Thank you very much for your answer. To help me take my project one step further

Two temperature model assumes that there are free electron in the lattice.Metals and semiconductor are the primary candidates for two temperature modeling. For semiconductors, the electrons need to be excited to conduction band and as such the number of free electrons vary. And that usually requires another rate equation to be solved. You could look into that. Given you want to work with silicon carbide.

The manual says:

For fix ttm and fix ttm/mod commands, the corresponding atomic temperatures of the atoms in each grid cell can be calculated and output using the compute chunk/atom command via the fix ave/chunk command to create an array of 3d blocks consistent with the grid used for this repair.

I have a question about whether the mesh used includes the vacuum layer of the mesh. If you divide 40 grids along the X-axis, then the first 20 grids have atoms and the last 20 grids are vacuums. I calculate the lattice temperature, so do I divide it into 20 pieces or 40 pieces? Can you help me with this question? Thank you very much indeed.

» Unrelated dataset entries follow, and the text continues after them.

//! Chore data model: users, cleaners, tasks, weekdays, and wire bodies.

use std::fmt;
use std::str::FromStr;

use serde::{Deserialize, Serialize};

/// Server-assigned cleaner identifier.
pub type CleanerId = i64;

/// Server-assigned task identifier.
pub type TaskId = i64;

/// Day of the week a task is scheduled on.
///
/// Serialized with the exact capitalized English name (`"Monday"`), which is
/// also what the backend stores.
#[derive(Debug, Clone, Copy, PartialEq, Eq, Hash, Serialize, Deserialize)]
pub enum Weekday {
    Monday,
    Tuesday,
    Wednesday,
    Thursday,
    Friday,
    Saturday,
    Sunday,
}

impl Weekday {
    /// Column order of the week grid.
    pub const ALL: [Weekday; 7] = [
        Weekday::Monday,
        Weekday::Tuesday,
        Weekday::Wednesday,
        Weekday::Thursday,
        Weekday::Friday,
        Weekday::Saturday,
        Weekday::Sunday,
    ];

    /// Zero-based column index, Monday first.
    pub fn index(self) -> usize {
        self as usize
    }

    pub fn name(self) -> &'static str {
        match self {
            Self::Monday => "Monday",
            Self::Tuesday => "Tuesday",
            Self::Wednesday => "Wednesday",
            Self::Thursday => "Thursday",
            Self::Friday => "Friday",
            Self::Saturday => "Saturday",
            Self::Sunday => "Sunday",
        }
    }

    /// Exact-case lookup, as used for matching wall-clock day names.
    pub fn from_name(name: &str) -> Option<Self> {
        Self::ALL.into_iter().find(|d| d.name() == name)
    }
}

impl fmt::Display for Weekday {
    fn fmt(&self, f: &mut fmt::Formatter<'_>) -> fmt::Result {
        f.write_str(self.name())
    }
}

/// Case-insensitive parse for user input; accepts three-letter abbreviations.
impl FromStr for Weekday {
    type Err = String;

    fn from_str(s: &str) -> Result<Self, Self::Err> {
        let lower = s.trim().to_ascii_lowercase();
        Self::ALL
            .into_iter()
            .find(|d| {
                let name = d.name().to_ascii_lowercase();
                name == lower || (lower.len() == 3 && name.starts_with(&lower))
            })
            .ok_or_else(|| format!("unknown weekday: {s}"))
    }
}

impl From<chrono::Weekday> for Weekday {
    fn from(day: chrono::Weekday) -> Self {
        match day {
            chrono::Weekday::Mon => Self::Monday,
            chrono::Weekday::Tue => Self::Tuesday,
            chrono::Weekday::Wed => Self::Wednesday,
            chrono::Weekday::Thu => Self::Thursday,
            chrono::Weekday::Fri => Self::Friday,
            chrono::Weekday::Sat => Self::Saturday,
            chrono::Weekday::Sun => Self::Sunday,
        }
    }
}

/// A person who performs chores.
#[derive(Debug, Clone, PartialEq, Eq, Serialize, Deserialize)]
pub struct Cleaner {
    pub id: CleanerId,
    pub name: String,
}

/// A chore assigned to one cleaner on one weekday.
#[derive(Debug, Clone, PartialEq, Eq, Serialize, Deserialize)]
pub struct Task {
    pub id: TaskId,
    /// Denormalized cleaner name; the week grid joins on this, not on an id.
    pub cleaner: String,
    pub day: Weekday,
    /// Free-text description.
    pub task: String,
    #[serde(default)]
    pub completed: bool,
}

/// The logged-in user. Lives only for the session.
#[derive(Debug, Clone, PartialEq, Eq)]
pub struct User {
    pub name: String,
    pub authenticated: bool,
    pub is_admin: bool,
    /// The cleaner a non-admin user is linked to.
    pub cleaner_id: Option<CleanerId>,
}

impl User {
    pub fn admin(name: impl Into<String>) -> Self {
        Self {
            name: name.into(),
            authenticated: true,
            is_admin: true,
            cleaner_id: None,
        }
    }

    pub fn cleaner(name: impl Into<String>, cleaner_id: CleanerId) -> Self {
        Self {
            name: name.into(),
            authenticated: true,
            is_admin: false,
            cleaner_id: Some(cleaner_id),
        }
    }
}

/// Body returned by `POST /api/authenticate`.
#[derive(Debug, Clone, Deserialize)]
pub struct AuthResponse {
    pub is_admin: bool,
    #[serde(default)]
    pub cleaner_id: Option<CleanerId>,
    #[serde(default)]
    pub message: Option<String>,
}

impl AuthResponse {
    pub fn into_user(self, name: impl Into<String>) -> User {
        User {
            name: name.into(),
            authenticated: true,
            is_admin: self.is_admin,
            cleaner_id: if self.is_admin { None } else { self.cleaner_id },
        }
    }
}

/// Result of a create call: the backend either echoes the record or only
/// acknowledges with a message.
#[derive(Debug, Clone, PartialEq, Eq, Deserialize)]
#[serde(untagged)]
pub enum Created<T> {
    Record(T),
    Acknowledged { message: String },
}

impl<T> Created<T> {
    pub fn record(&self) -> Option<&T> {
        match self {
            Self::Record(r) => Some(r),
            Self::Acknowledged { .. } => None,
        }
    }
}

/// `POST /api/cleaners` body.
#[derive(Debug, Clone, Serialize)]
pub struct NewCleaner<'a> {
    pub name: &'a str,
}

/// `POST /api/tasks` body.
#[derive(Debug, Clone, Serialize)]
pub struct NewTask<'a> {
    pub cleaner_id: CleanerId,
    pub day: Weekday,
    pub task: &'a str,
}

/// `PUT /api/tasks` body.
#[derive(Debug, Clone, Serialize)]
pub struct TaskCompletion {
    pub id: TaskId,
    pub completed: bool,
}

/// `GET /api/ip` body.
#[derive(Debug, Clone, Deserialize)]
pub struct IpResponse {
    pub ip: String,
}

/// Error body the backend attaches to non-2xx responses.
#[derive(Debug, Clone, Deserialize)]
pub struct ErrorBody {
    pub error: String,
}
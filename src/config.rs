//! Configuration types.

use std::time::Duration;

use secrecy::SecretString;

use crate::error::ConfigError;

/// Default backend origin when `CHORES_ORIGIN` is unset.
pub const DEFAULT_ORIGIN: &str = "http://127.0.0.1:8000";

/// Client configuration.
#[derive(Debug, Clone)]
pub struct ClientConfig {
    /// Origin used for the initial `/api/ip` lookup and as fallback base address.
    pub origin: String,
    /// Ask the backend for its public address on startup.
    pub resolve_ip: bool,
    /// Login name. Prompted for when absent.
    pub user: Option<String>,
    /// Login password. Prompted for when absent.
    pub password: Option<SecretString>,
    /// Connect to the push channel after login.
    pub push_enabled: bool,
    /// Socket.IO endpoint path on the backend.
    pub push_path: String,
    /// First reconnect delay of the push listener.
    pub push_initial_backoff: Duration,
    /// Upper bound on the push listener's reconnect delay.
    pub push_max_backoff: Duration,
    /// TCP connect timeout for REST calls.
    pub connect_timeout: Duration,
}

impl Default for ClientConfig {
    fn default() -> Self {
        Self {
            origin: DEFAULT_ORIGIN.to_string(),
            resolve_ip: true,
            user: None,
            password: None,
            push_enabled: true,
            push_path: "/socket.io/".to_string(),
            push_initial_backoff: Duration::from_secs(1),
            push_max_backoff: Duration::from_secs(30),
            connect_timeout: Duration::from_secs(10),
        }
    }
}

impl ClientConfig {
    /// Load configuration from the process environment.
    pub fn from_env() -> Result<Self, ConfigError> {
        Self::from_lookup(|key| std::env::var(key).ok())
    }

    /// Load configuration through an arbitrary key lookup.
    pub fn from_lookup<F>(lookup: F) -> Result<Self, ConfigError>
    where
        F: Fn(&str) -> Option<String>,
    {
        let defaults = Self::default();
        let get = |key: &str| lookup(key).filter(|v| !v.trim().is_empty());

        let origin = get("CHORES_ORIGIN")
            .map(|v| v.trim().trim_end_matches('/').to_string())
            .unwrap_or(defaults.origin);
        if !origin.starts_with("http://") && !origin.starts_with("https://") {
            return Err(ConfigError::InvalidValue {
                key: "CHORES_ORIGIN".into(),
                message: format!("expected an http(s) URL, got {origin}"),
            });
        }

        let resolve_ip = match get("CHORES_RESOLVE_IP") {
            Some(v) => parse_bool("CHORES_RESOLVE_IP", &v)?,
            None => defaults.resolve_ip,
        };
        let push_enabled = match get("CHORES_PUSH") {
            Some(v) => parse_bool("CHORES_PUSH", &v)?,
            None => defaults.push_enabled,
        };

        let mut push_path = get("CHORES_PUSH_PATH").unwrap_or(defaults.push_path);
        if !push_path.starts_with('/') {
            push_path.insert(0, '/');
        }

        let connect_timeout = match get("CHORES_CONNECT_TIMEOUT_SECS") {
            Some(v) => Duration::from_secs(v.trim().parse().map_err(|_| {
                ConfigError::InvalidValue {
                    key: "CHORES_CONNECT_TIMEOUT_SECS".into(),
                    message: format!("expected whole seconds, got {v}"),
                }
            })?),
            None => defaults.connect_timeout,
        };

        Ok(Self {
            origin,
            resolve_ip,
            user: get("CHORES_USER"),
            password: get("CHORES_PASSWORD").map(SecretString::from),
            push_enabled,
            push_path,
            connect_timeout,
            ..defaults
        })
    }
}

fn parse_bool(key: &str, value: &str) -> Result<bool, ConfigError> {
    match value.trim().to_ascii_lowercase().as_str() {
        "1" | "true" | "yes" | "on" => Ok(true),
        "0" | "false" | "no" | "off" => Ok(false),
        other => Err(ConfigError::InvalidValue {
            key: key.to_string(),
            message: format!("expected a boolean, got {other}"),
        }),
    }
}
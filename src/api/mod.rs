//! Backend API access.
//!
//! [`ChoreApi`] is the seam between the synchronizer and the network: one
//! method per backend resource/verb pair. [`HttpApi`] is the production
//! implementation over `reqwest`; tests substitute in-memory stubs.
//!
//! Every method returns a `Result` so that "no data" (`Ok(vec![])`) and "the
//! call failed" (`Err`) stay distinguishable. Callers decide how to degrade.

mod http;

pub use http::{HttpApi, normalize_base_url};

use async_trait::async_trait;
use secrecy::SecretString;

use crate::error::ApiError;
use crate::model::{Cleaner, CleanerId, Created, Task, TaskId, User, Weekday};

/// Backend operations used by the chore board.
#[async_trait]
pub trait ChoreApi: Send + Sync {
    /// Ask the backend for its public base address (`GET /api/ip`).
    async fn resolve_base_url(&self) -> Result<String, ApiError>;

    /// Log in. Admins are recognized by password alone; cleaners by name.
    async fn authenticate(&self, name: &str, password: &SecretString) -> Result<User, ApiError>;

    async fn list_cleaners(&self) -> Result<Vec<Cleaner>, ApiError>;

    async fn add_cleaner(&self, name: &str) -> Result<Created<Cleaner>, ApiError>;

    /// Delete a cleaner. The backend cascades to their tasks.
    async fn remove_cleaner(&self, id: CleanerId) -> Result<(), ApiError>;

    /// List tasks, optionally scoped to one cleaner.
    async fn list_tasks(&self, scope: Option<CleanerId>) -> Result<Vec<Task>, ApiError>;

    async fn add_task(
        &self,
        cleaner_id: CleanerId,
        day: Weekday,
        description: &str,
    ) -> Result<Created<Task>, ApiError>;

    async fn remove_task(&self, id: TaskId) -> Result<(), ApiError>;

    async fn set_task_completed(&self, id: TaskId, completed: bool) -> Result<(), ApiError>;

    /// URL of the QR code image pointing at the app.
    fn qr_code_url(&self) -> String;
}
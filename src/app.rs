//! Application wiring: startup sequence and the interactive command loop.

use std::sync::Arc;

use secrecy::SecretString;
use tokio::io::{AsyncBufRead, Lines};
use tracing::{info, warn};

use crate::api::{ChoreApi, HttpApi};
use crate::commands::{Command, HELP, is_affirmative};
use crate::config::ClientConfig;
use crate::error::{Error, PushError, SessionError};
use crate::model::User;
use crate::push::{PushHandle, PushListener, push_url};
use crate::render::Renderer;
use crate::sync::Synchronizer;

/// What the command loop should do after a command.
#[derive(Debug, Clone, Copy, PartialEq, Eq)]
pub enum Flow {
    Continue,
    Quit,
}

/// The chore board client.
pub struct App {
    config: ClientConfig,
    api: Arc<HttpApi>,
    sync: Arc<Synchronizer>,
    renderer: Arc<dyn Renderer>,
}

impl App {
    pub fn new(config: ClientConfig, renderer: Arc<dyn Renderer>) -> Result<Self, Error> {
        let api = Arc::new(HttpApi::new(&config.origin, config.connect_timeout)?);
        let sync = Synchronizer::new(api.clone(), renderer.clone());
        Ok(Self {
            config,
            api,
            sync,
            renderer,
        })
    }

    pub fn synchronizer(&self) -> &Arc<Synchronizer> {
        &self.sync
    }

    pub fn base_url(&self) -> String {
        self.api.base_url()
    }

    /// Ask the backend for its public address and use it from now on.
    ///
    /// On failure the configured origin stays in use and the user is alerted.
    pub async fn resolve_base_url(&self) {
        let resolved = match self.api.resolve_base_url().await {
            Ok(url) => self.api.set_base_url(&url).map(|_| url),
            Err(e) => Err(e),
        };
        match resolved {
            Ok(url) => info!(base_url = %url, "Backend address resolved"),
            Err(e) => {
                warn!(error = %e, origin = %self.config.origin, "Could not resolve backend address");
                self.renderer
                    .alert("Failed to initialize the application. Please try again.");
            }
        }
    }

    pub async fn login(&self, name: &str, password: &SecretString) -> Result<User, Error> {
        match self.sync.login(name, password).await {
            Ok(user) => Ok(user),
            Err(e) => {
                warn!(user = name, error = %e, "Login failed");
                Err(SessionError::Rejected {
                    name: name.to_string(),
                }
                .into())
            }
        }
    }

    /// Connect the push channel, if enabled.
    pub fn start_push(&self) -> Result<Option<PushHandle>, PushError> {
        if !self.config.push_enabled {
            info!("Push channel disabled");
            return Ok(None);
        }
        let url = push_url(&self.api.base_url(), &self.config.push_path)?;
        let listener = PushListener::new(
            url,
            Arc::clone(&self.sync),
            self.config.push_initial_backoff,
            self.config.push_max_backoff,
        );
        Ok(Some(listener.spawn()))
    }

    /// Run one command.
    pub async fn execute(&self, command: Command) -> Flow {
        if command.requires_admin() && !self.sync.is_admin().await {
            let err = SessionError::AdminRequired {
                action: command.name().to_string(),
            };
            self.renderer.alert(&err.to_string());
            return Flow::Continue;
        }

        // Failures are already alerted and logged by the synchronizer.
        match command {
            Command::Show => match self.sync.views().await {
                Some(views) => self.renderer.render(&views),
                None => self.sync.resync().await,
            },
            Command::Refresh => self.sync.resync().await,
            Command::AddCleaner { name } => {
                let _ = self.sync.add_cleaner(&name).await;
            }
            Command::RemoveCleaner { id, .. } => {
                let _ = self.sync.remove_cleaner(id).await;
            }
            Command::AddTask {
                cleaner_id,
                day,
                description,
            } => {
                let _ = self.sync.add_task(cleaner_id, day, &description).await;
            }
            Command::RemoveTask { id, .. } => {
                let _ = self.sync.remove_task(id).await;
            }
            Command::SetCompleted { id, completed } => {
                let _ = self.sync.set_task_completed(id, completed).await;
            }
            Command::Qr => println!("{}", self.api.qr_code_url()),
            Command::Help => println!("{HELP}"),
            Command::Quit => return Flow::Quit,
        }
        Flow::Continue
    }

    /// Read commands until `quit` or end of input.
    pub async fn run<R>(&self, lines: &mut Lines<R>) -> anyhow::Result<()>
    where
        R: AsyncBufRead + Unpin,
    {
        eprint!("> ");
        while let Some(line) = lines.next_line().await? {
            if line.trim().is_empty() {
                eprint!("> ");
                continue;
            }

            match Command::parse(&line) {
                Ok(command) => {
                    if let Some(question) = command.confirmation_prompt() {
                        eprint!("{question} [y/N] ");
                        let answer = lines.next_line().await?.unwrap_or_default();
                        if !is_affirmative(&answer) {
                            eprintln!("Cancelled.");
                            eprint!("> ");
                            continue;
                        }
                    }
                    if self.execute(command).await == Flow::Quit {
                        break;
                    }
                }
                Err(usage) => eprintln!("{usage}"),
            }
            eprint!("> ");
        }
        Ok(())
    }
}

/// Print `label` and read one line of input.
pub async fn prompt<R>(lines: &mut Lines<R>, label: &str) -> anyhow::Result<String>
where
    R: AsyncBufRead + Unpin,
{
    eprint!("{label}: ");
    let line = lines
        .next_line()
        .await?
        .ok_or_else(|| anyhow::anyhow!("input closed while waiting for {label}"))?;
    Ok(line.trim().to_string())
}
//! Presentation sink for derived views, plus the terminal implementation.

use std::fmt::Write as _;

use crate::view::{SelectorView, Views};

/// Where views and user-facing messages go.
pub trait Renderer: Send + Sync {
    /// Redraw everything from `views`.
    fn render(&self, views: &Views);

    /// Blocking failure message for a user action.
    fn alert(&self, message: &str);

    /// Informational message (successful deletes and the like).
    fn notify(&self, message: &str);
}

/// Renders views as plain text on stdout; messages go to stderr.
pub struct TerminalRenderer;

impl TerminalRenderer {
    pub fn new() -> Self {
        Self
    }
}

impl Default for TerminalRenderer {
    fn default() -> Self {
        Self::new()
    }
}

impl Renderer for TerminalRenderer {
    fn render(&self, views: &Views) {
        println!("\n{}", format_views(views));
    }

    fn alert(&self, message: &str) {
        eprintln!("⚠️  {message}");
    }

    fn notify(&self, message: &str) {
        eprintln!("✅ {message}");
    }
}

/// Text layout of a full render.
pub fn format_views(views: &Views) -> String {
    let mut out = String::new();
    let grid = &views.grid;

    let _ = writeln!(out, "WEEK");
    if grid.rows.is_empty() {
        let _ = writeln!(out, "  (no cleaners)");
    }
    for row in &grid.rows {
        let _ = writeln!(out, "  {}", row.cleaner.name);
        for (i, day) in grid.columns.iter().enumerate() {
            let marker = if grid.current_day == Some(i) { '*' } else { ' ' };
            let cell = row.cell(*day);
            if cell.is_empty() {
                let _ = writeln!(out, "  {marker} {:<10} -", day.name());
                continue;
            }
            for (j, task) in cell.iter().enumerate() {
                let label = if j == 0 { day.name() } else { "" };
                let check = if task.completed { 'x' } else { ' ' };
                let _ = writeln!(
                    out,
                    "  {marker} {label:<10} [{check}] #{} {}",
                    task.id, task.description
                );
            }
        }
    }

    let mgmt = &views.management;
    if mgmt.admin_visible {
        let _ = writeln!(out, "\nCLEANERS");
        for cleaner in &mgmt.cleaners {
            let _ = writeln!(out, "  #{} {}", cleaner.id, cleaner.name);
        }
        let _ = writeln!(out, "\nTASKS");
        for task in &mgmt.tasks {
            let _ = writeln!(out, "  #{} {}", task.id, task.label);
        }
        let _ = writeln!(out, "\n{}", format_selector(&views.selector));
    }

    out
}

fn format_selector(selector: &SelectorView) -> String {
    let options: Vec<String> = selector
        .options
        .iter()
        .map(|o| match o.value {
            Some(id) => format!("{id}={}", o.label),
            None => o.label.clone(),
        })
        .collect();
    if selector.add_task_enabled {
        format!("Add task for: {}", options.join(", "))
    } else {
        format!("Add task: disabled ({})", options.join(", "))
    }
}
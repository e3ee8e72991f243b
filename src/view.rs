//! Derived views: cleaner selector, management lists, and the week grid.
//!
//! Views are rebuilt from scratch on every sync from the cached collections;
//! nothing here is incremental.

use chrono::Datelike;

use crate::model::{Cleaner, CleanerId, Task, TaskId, Weekday};
use crate::session::Session;

/// Label of the selector's placeholder option when no cleaners exist.
pub const NO_CLEANERS_PLACEHOLDER: &str = "No cleaners available";

/// One entry of the cleaner selector.
#[derive(Debug, Clone, PartialEq, Eq)]
pub struct SelectorOption {
    /// `None` for the placeholder.
    pub value: Option<CleanerId>,
    pub label: String,
    pub disabled: bool,
}

/// Cleaner picker used by the add-task action.
#[derive(Debug, Clone, PartialEq, Eq)]
pub struct SelectorView {
    pub options: Vec<SelectorOption>,
    pub add_task_enabled: bool,
}

impl SelectorView {
    pub fn derive(cleaners: &[Cleaner]) -> Self {
        if cleaners.is_empty() {
            return Self {
                options: vec![SelectorOption {
                    value: None,
                    label: NO_CLEANERS_PLACEHOLDER.to_string(),
                    disabled: true,
                }],
                add_task_enabled: false,
            };
        }

        Self {
            options: cleaners
                .iter()
                .map(|c| SelectorOption {
                    value: Some(c.id),
                    label: c.name.clone(),
                    disabled: false,
                })
                .collect(),
            add_task_enabled: true,
        }
    }
}

/// Row of the task management list.
#[derive(Debug, Clone, PartialEq, Eq)]
pub struct TaskEntry {
    pub id: TaskId,
    /// `"<task> (<cleaner>, <day>)"`.
    pub label: String,
}

/// Flat admin lists with delete affordances.
#[derive(Debug, Clone, PartialEq, Eq)]
pub struct ManagementView {
    /// Management lists are only shown to admins.
    pub admin_visible: bool,
    pub cleaners: Vec<Cleaner>,
    pub tasks: Vec<TaskEntry>,
}

impl ManagementView {
    pub fn derive(session: &Session, cleaners: &[Cleaner], tasks: &[Task]) -> Self {
        Self {
            admin_visible: session.is_admin(),
            cleaners: cleaners.to_vec(),
            tasks: tasks
                .iter()
                .map(|t| TaskEntry {
                    id: t.id,
                    label: format!("{} ({}, {})", t.task, t.cleaner, t.day),
                })
                .collect(),
        }
    }
}

/// A task as shown inside a grid cell, with its completion toggle state.
#[derive(Debug, Clone, PartialEq, Eq)]
pub struct GridTask {
    pub id: TaskId,
    pub description: String,
    pub completed: bool,
}

#[derive(Debug, Clone, PartialEq, Eq)]
pub struct GridRow {
    pub cleaner: Cleaner,
    /// One cell per weekday, Monday first.
    pub cells: [Vec<GridTask>; 7],
}

impl GridRow {
    pub fn cell(&self, day: Weekday) -> &[GridTask] {
        &self.cells[day.index()]
    }
}

/// One row per visible cleaner, one column per weekday.
#[derive(Debug, Clone, PartialEq, Eq)]
pub struct WeekGrid {
    pub columns: [Weekday; 7],
    /// Column to highlight as today.
    pub current_day: Option<usize>,
    pub rows: Vec<GridRow>,
}

impl WeekGrid {
    pub fn derive(session: &Session, cleaners: &[Cleaner], tasks: &[Task], today: &str) -> Self {
        let rows = cleaners
            .iter()
            .filter(|c| session.is_visible(c))
            .map(|cleaner| GridRow {
                cleaner: cleaner.clone(),
                cells: Weekday::ALL.map(|day| {
                    // Joined on the denormalized name; unmatched tasks are dropped.
                    tasks
                        .iter()
                        .filter(|t| t.cleaner == cleaner.name && t.day == day)
                        .map(|t| GridTask {
                            id: t.id,
                            description: t.task.clone(),
                            completed: t.completed,
                        })
                        .collect()
                }),
            })
            .collect();

        Self {
            columns: Weekday::ALL,
            current_day: current_day_index(today),
            rows,
        }
    }

    pub fn row_for(&self, cleaner_name: &str) -> Option<&GridRow> {
        self.rows.iter().find(|r| r.cleaner.name == cleaner_name)
    }
}

/// Everything the renderer draws after a sync.
#[derive(Debug, Clone, PartialEq, Eq)]
pub struct Views {
    pub selector: SelectorView,
    pub management: ManagementView,
    pub grid: WeekGrid,
}

impl Views {
    pub fn derive(session: &Session, cleaners: &[Cleaner], tasks: &[Task], today: &str) -> Self {
        Self {
            selector: SelectorView::derive(cleaners),
            management: ManagementView::derive(session, cleaners, tasks),
            grid: WeekGrid::derive(session, cleaners, tasks, today),
        }
    }
}

/// Column index of `day_name` in the Monday-first sequence, if it is one.
pub fn current_day_index(day_name: &str) -> Option<usize> {
    Weekday::from_name(day_name).map(Weekday::index)
}

/// English name of today's weekday in the local time zone.
pub fn local_day_name() -> &'static str {
    Weekday::from(chrono::Local::now().weekday()).name()
}
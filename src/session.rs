//! Session state: the single logged-in user and the role-based scoping rules.

use tracing::{info, warn};

use crate::model::{Cleaner, CleanerId, User};

/// Holds at most one authenticated user.
#[derive(Debug, Clone, Default)]
pub struct Session {
    user: Option<User>,
}

impl Session {
    pub fn new() -> Self {
        Self::default()
    }

    /// Start a session for `user`, replacing any previous one.
    pub fn begin(&mut self, user: User) {
        if let Some(prev) = &self.user {
            warn!(previous = %prev.name, next = %user.name, "Replacing active session");
        }
        info!(
            user = %user.name,
            is_admin = user.is_admin,
            cleaner_id = ?user.cleaner_id,
            "Session started"
        );
        self.user = Some(user);
    }

    pub fn end(&mut self) {
        if let Some(user) = self.user.take() {
            info!(user = %user.name, "Session ended");
        }
    }

    pub fn user(&self) -> Option<&User> {
        self.user.as_ref()
    }

    pub fn is_active(&self) -> bool {
        self.user.is_some()
    }

    pub fn is_admin(&self) -> bool {
        self.user.as_ref().is_some_and(|u| u.is_admin)
    }

    /// Cleaner id to scope task fetches by. `None` means "all tasks".
    pub fn task_scope(&self) -> Option<CleanerId> {
        match &self.user {
            Some(user) if !user.is_admin => user.cleaner_id,
            _ => None,
        }
    }

    /// Whether `cleaner`'s row belongs in the week grid for this session.
    ///
    /// Admins and sessionless renders see every row; a non-admin sees only
    /// the cleaner they are linked to.
    pub fn is_visible(&self, cleaner: &Cleaner) -> bool {
        match &self.user {
            Some(user) if !user.is_admin => user.cleaner_id == Some(cleaner.id),
            _ => true,
        }
    }
}
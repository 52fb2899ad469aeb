//! Session resolution at start-up.

use std::sync::Arc;

use tracing::{debug, info, warn};

use crate::application::dto::SessionStatus;
use crate::domain::errors::ApiError;
use crate::domain::ports::{AccountPort, TokenStoragePort};

/// Decides whether the app starts logged in.
pub struct ResolveSessionUseCase {
    account_port: Arc<dyn AccountPort>,
    storage_port: Arc<dyn TokenStoragePort>,
}

impl ResolveSessionUseCase {
    /// Creates new use case.
    #[must_use]
    pub const fn new(
        account_port: Arc<dyn AccountPort>,
        storage_port: Arc<dyn TokenStoragePort>,
    ) -> Self {
        Self {
            account_port,
            storage_port,
        }
    }

    /// Reads the stored token; with `verify`, also asks the server who it belongs to.
    ///
    /// A storage failure counts as logged out. A rejected token is cleared by
    /// the HTTP client and reported as logged out too.
    ///
    /// # Errors
    /// Returns any verification error other than an expired session.
    pub async fn execute(&self, verify: bool) -> Result<SessionStatus, ApiError> {
        debug!("Checking token store for a session");
        let token = match self.storage_port.get_token().await {
            Ok(Some(token)) => token,
            Ok(None) => {
                debug!("No stored session");
                return Ok(SessionStatus::LoggedOut);
            }
            Err(e) => {
                warn!(error = %e, "Failed to read token store, continuing logged out");
                return Ok(SessionStatus::LoggedOut);
            }
        };

        let token_preview = token.masked();

        if !verify {
            info!("Using stored session");
            return Ok(SessionStatus::LoggedIn {
                token_preview,
                user: None,
            });
        }

        match self.account_port.current_user().await {
            Ok(user) => {
                info!(user_id = %user.id(), "Stored session is valid");
                Ok(SessionStatus::LoggedIn {
                    token_preview,
                    user: Some(user),
                })
            }
            Err(ApiError::AuthExpired) => {
                info!("Stored session expired");
                Ok(SessionStatus::LoggedOut)
            }
            Err(e) => Err(e),
        }
    }
}
use serde::Deserialize;

/// Body of `/users/login` and `/users/register` responses.
#[derive(Debug, Deserialize)]
pub struct TokenResponse {
    /// Session token, absent when the server refuses to issue one.
    #[serde(default)]
    pub token: Option<String>,
}

/// Error payload returned by the API on non-2xx responses.
#[derive(Debug, Deserialize)]
pub struct ErrorResponse {
    /// Human-readable error message.
    #[serde(default)]
    pub message: Option<String>,
}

Ok, thank you very much. I will take a good look at the electronics knowledge of semiconductors

Depends on the group of atom you have applied chunk/atom compute to. In my case to avoid complexity, I use ‘all’ as group and set the number of bins same as TTM grid number. So if there are vacuums you won’t have any information or temperature in this case, for the empty grid. That is, zero will be printed.

I really appreciate your answer. I have to think about what you said. Your answer is very helpful to me

If you follow the way I have mentioned, then yes, for 40 grids the first 20 will have no temperature and the next 20 will show temperature

Your method is to set the initial temperature of the electron to 0 for half and 300 for the other half. T_init this file

You are so kind and I really appreciate you answering my questions in detail

Hi, I’m a little confused about whether the laser is shining in the positive x direction or the negative x direction. Can you answer it for me?

if (duration < width) {
if (ix >= t_surface_l) mult_factor = (intensity/(dxskin_layer_d))exp((-1.0)(ix_d - surface_d)/skin_layer_d)exp((-1.0)(iy_diy_d + iz_diz_d)/(r_0r_0));
}
From the source code I think the laser is going in the x positive direction, but my simulations think the laser is going in the x negative direction.

I apologize for being away from the forum for so long. I’d like to provide an important clarification regarding the laser propagation direction:

It would be difficult to determine the laser propagation direction based on absolute coordinates in LAMMPS. Instead, you should think in terms of FDM (Finite Difference Method) grid indices. The grid index starts from 0 on the left and increases towards the right.

The laser intensity is highest at l_surface (which corresponds to the leftmost surface of the material) and keeps decreasing based on the Beer-Lambert law as it propagates through the material. This means that the laser is effectively propagating from left to right in the simulation setup.

This perspective aligns with how the FDM grids are set up and how the laser energy deposition is calculated in the simulation. It’s crucial to keep this in mind when interpreting your simulation results or when making modifications to the code.